Now that generative AI models can produce photorealistic, fake images of child sexual abuse, regulators and child safety advocates are worried that an already-abhorrent practice will spiral further out of control. But lost in this fear is an uncomfortable possibility—that AI-generated child pornography could actually benefit society in the long run by providing a less harmful alternative to the already-massive market for images of child sexual abuse.
The growing consensus among scientists is that pedophilia is biological in nature, and that keeping pedophilic urges at bay can be incredibly difficult. “What turns us on sexually, we don’t decide that—we discover that,” said psychiatrist Dr. Fred Berlin, director of the Johns Hopkins Sex and Gender Clinic and an expert on paraphilic disorders. “It’s not because [pedophiles have] chosen to have these kinds of urges or attractions. They’ve discovered through no fault of their own that this is the nature of what they’re afflicted with in terms of their own sexual makeup … We’re talking about not giving into a craving, a craving that is rooted in biology, not unlike somebody who’s having a craving for heroin.”
Ideally, psychiatrists would develop a method to cure viewers of child pornography of their inclination to view it. But short of that, replacing the market for child pornography with simulated imagery may be a useful stopgap.
There is good reason to see AI-generated imagery as the latest negative development in the fight against child sexual abuse. Regulators and law enforcement already comb through an enormous amount of images every day attempting to identify victims, according to a recent paper by the Stanford Internet Observatory and Thorn. As AI-generated images enter the sphere, it becomes harder to discern which images include real victims in need of help.
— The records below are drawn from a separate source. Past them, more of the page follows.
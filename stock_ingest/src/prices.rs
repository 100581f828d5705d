//! Price-history loader.
//!
//! ## What this does
//! - Finds `<TICKER>.csv` files in a directory and processes them in sorted order.
//! - Parses each row (`Date, Open, High, Low, Close, Adjusted Close, Volume`) into a
//!   [`NewPrice`], with `Date` in `DD-MM-YYYY` and empty numeric fields becoming NULL.
//! - Drops rows whose `Adjusted Close` is empty or unparseable; those are filtered, not errors.
//! - Upserts with `ON CONFLICT (ticker, date) DO NOTHING`, so reruns never alter stored rows.
//!
//! ## Transactions
//! One file is one transaction. The first bad row (bad date, bad number, ragged CSV
//! record, database rejection) stops reading that file and rolls back everything it
//! wrote. The failure lands in that file's [`FileReport`] and the run moves on.

use std::fs::{self, File};
use std::io::Read;
use std::path::{Path, PathBuf};
use std::str::FromStr;

use chrono::NaiveDate;
use csv::StringRecord;
use serde::Deserialize;
use tracing::{debug, error, info};

use crate::error::LoadError;
use crate::models::NewPrice;
use crate::store::IngestStore;
use crate::summary::{FileReport, RunSummary};

/// Text format of the `Date` column.
pub const DATE_FORMAT: &str = "%d-%m-%Y";

/// One CSV record, by header name, before any type coercion.
#[derive(Debug, Clone, Deserialize)]
pub struct RawPriceRow {
    /// `Date`
    #[serde(rename = "Date")]
    pub date: String,
    /// `Open`
    #[serde(rename = "Open")]
    pub open: String,
    /// `High`
    #[serde(rename = "High")]
    pub high: String,
    /// `Low`
    #[serde(rename = "Low")]
    pub low: String,
    /// `Close`
    #[serde(rename = "Close")]
    pub close: String,
    /// `Adjusted Close`
    #[serde(rename = "Adjusted Close")]
    pub adj_close: String,
    /// `Volume`
    #[serde(rename = "Volume")]
    pub volume: String,
}

/// Symbol for a price file: the file stem, trimmed and uppercased.
///
/// `data/aapl.csv` -> `AAPL`
pub fn ticker_from_path(path: &Path) -> String {
    path.file_stem()
        .map(|stem| stem.to_string_lossy().trim().to_uppercase())
        .unwrap_or_default()
}

/// Regular files in `dir` with a `.csv` extension (any case), sorted by name.
pub fn discover_csv_files(dir: &Path) -> Result<Vec<PathBuf>, LoadError> {
    let entries = fs::read_dir(dir).map_err(|e| LoadError::io(dir, e))?;

    let mut files = Vec::new();
    for entry in entries {
        let path = entry.map_err(|e| LoadError::io(dir, e))?.path();
        let is_csv = path
            .extension()
            .is_some_and(|ext| ext.eq_ignore_ascii_case("csv"));
        if is_csv && path.is_file() {
            files.push(path);
        }
    }
    files.sort();
    Ok(files)
}

/// Parse a `DD-MM-YYYY` date.
pub fn parse_date(raw: &str, line: u64) -> Result<NaiveDate, LoadError> {
    NaiveDate::parse_from_str(raw.trim(), DATE_FORMAT).map_err(|_| LoadError::BadDate {
        line,
        value: raw.to_string(),
    })
}

// Blank (or whitespace-only) means NULL; anything else must parse.
fn parse_optional<T: FromStr>(
    raw: &str,
    field: &'static str,
    line: u64,
) -> Result<Option<T>, LoadError> {
    let text = raw.trim();
    if text.is_empty() {
        return Ok(None);
    }
    text.parse().map(Some).map_err(|_| LoadError::BadNumber {
        line,
        field,
        value: raw.to_string(),
    })
}

// Like `parse_optional`, but NaN and infinities are bad numbers too.
fn parse_optional_price(
    raw: &str,
    field: &'static str,
    line: u64,
) -> Result<Option<f64>, LoadError> {
    match parse_optional::<f64>(raw, field, line)? {
        Some(v) if !v.is_finite() => Err(LoadError::BadNumber {
            line,
            field,
            value: raw.to_string(),
        }),
        parsed => Ok(parsed),
    }
}

/// Coerce one raw record into a row for `ticker`.
///
/// Returns `Ok(None)` when `Adjusted Close` is empty, unparseable or not a
/// finite number: the row
/// is dropped without failing the file. The date and the other numeric
/// fields are checked first, so a malformed date still fails even on a row
/// that would have been dropped.
pub fn parse_price_row(
    ticker: &str,
    raw: &RawPriceRow,
    line: u64,
) -> Result<Option<NewPrice>, LoadError> {
    let date = parse_date(&raw.date, line)?;
    let open = parse_optional_price(&raw.open, "Open", line)?;
    let high = parse_optional_price(&raw.high, "High", line)?;
    let low = parse_optional_price(&raw.low, "Low", line)?;
    let close = parse_optional_price(&raw.close, "Close", line)?;
    let volume = parse_optional(&raw.volume, "Volume", line)?;

    let adj_close = match raw.adj_close.trim().parse::<f64>() {
        Ok(v) if v.is_finite() => v,
        _ => return Ok(None),
    };

    Ok(Some(NewPrice {
        ticker: ticker.to_string(),
        date,
        open,
        high,
        low,
        close,
        adj_close,
        volume,
        dividend: None,
    }))
}

/// Load CSV rows from `input` for `ticker` inside a single transaction.
///
/// Returns the number of rows upserted. Any error rolls back the whole input.
pub fn load_price_reader<S, R>(store: &mut S, ticker: &str, input: R) -> Result<usize, LoadError>
where
    S: IngestStore,
    R: Read,
{
    let mut reader = csv::Reader::from_reader(input);

    store.in_transaction(|store| {
        let headers = reader.headers()?.clone();
        let mut record = StringRecord::new();
        let mut rows = 0usize;

        while reader.read_record(&mut record)? {
            let line = record.position().map_or(0, |p| p.line());
            let raw: RawPriceRow = record.deserialize(Some(&headers))?;

            let Some(price) = parse_price_row(ticker, &raw, line)? else {
                debug!(ticker, line, date = %raw.date, "no adjusted close, row dropped");
                continue;
            };

            store
                .upsert_price(&price)
                .map_err(|source| LoadError::Upsert {
                    line,
                    date: price.date,
                    source,
                })?;
            rows += 1;
        }

        Ok(rows)
    })
}

/// Load one `<TICKER>.csv` file. See [`load_price_reader`].
pub fn load_price_file<S: IngestStore>(store: &mut S, path: &Path) -> Result<usize, LoadError> {
    let ticker = ticker_from_path(path);
    let file = File::open(path).map_err(|e| LoadError::io(path, e))?;
    load_price_reader(store, &ticker, file)
}

/// Load every CSV file in `dir`, one transaction per file.
///
/// Only a directory that cannot be listed is an error here; per-file
/// failures are recorded in the returned [`RunSummary`].
pub fn load_price_dir<S: IngestStore>(store: &mut S, dir: &Path) -> Result<RunSummary, LoadError> {
    let files = discover_csv_files(dir)?;
    info!(dir = %dir.display(), "Found {} CSV files", files.len());

    let mut summary = RunSummary::default();
    for path in files {
        let ticker = ticker_from_path(&path);
        let result = load_price_file(store, &path);
        match &result {
            Ok(rows) => info!(ticker = %ticker, "Ingested {rows} rows for {ticker}"),
            Err(e) => error!(ticker = %ticker, "Error ingesting {ticker}, file rolled back: {e}"),
        }
        summary.files.push(FileReport {
            ticker,
            path,
            result,
        });
    }

    Ok(summary)
}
Plus, AI-generated images rely on the likenesses of real people or real children as a starting point, which, if the images retain those likenesses, is abuse of a different nature. (That said, AI does not inherently need to train on actual child porn to develop a simulated version of it, but can instead combine training on adult pornography with its training on the likenesses of children.)
Finding a practical method of discerning which images are real, which images are of real people put into fake circumstances, and which images are fake altogether is easier said than done. The Thorn report claims that within a year it will become significantly easier for AI to generate images that are essentially indistinguishable from real images. But this could also be an area where AI might play a role in solving a problem it has created. AI can be used to distinguish between different forms of content, thereby aiding law enforcement, according to Rebecca Portnoff, head of data science at Thorn. For example, regulators could require AI companies to embed watermarks in open-source generated image files, or law enforcement could use existing passive detection mechanisms to track the origin of image files.
When it comes to the generated images themselves, not everyone agrees that satisfying pedophilic urges in the first place can stem them in the long run.
“Child porn pours gas on a fire,” said Anna Salter, a psychologist who specializes in the profiles of high-risk offenders. In Salter’s and other specialists’ view, continued exposure can reinforce existing attractions by legitimizing them, essentially whetting viewers’ appetites, which some offenders have indicated is the case. And even without that outcome, many believe that viewing simulated immoral acts harms the actor’s own moral character, and thus perhaps the moral fabric of society as well. From that perspective, any inappropriate viewing of children is an inherent evil, regardless of whether a specific child is harmed. On top of that, the potential normalization of those viewings can be considered a harm to all children.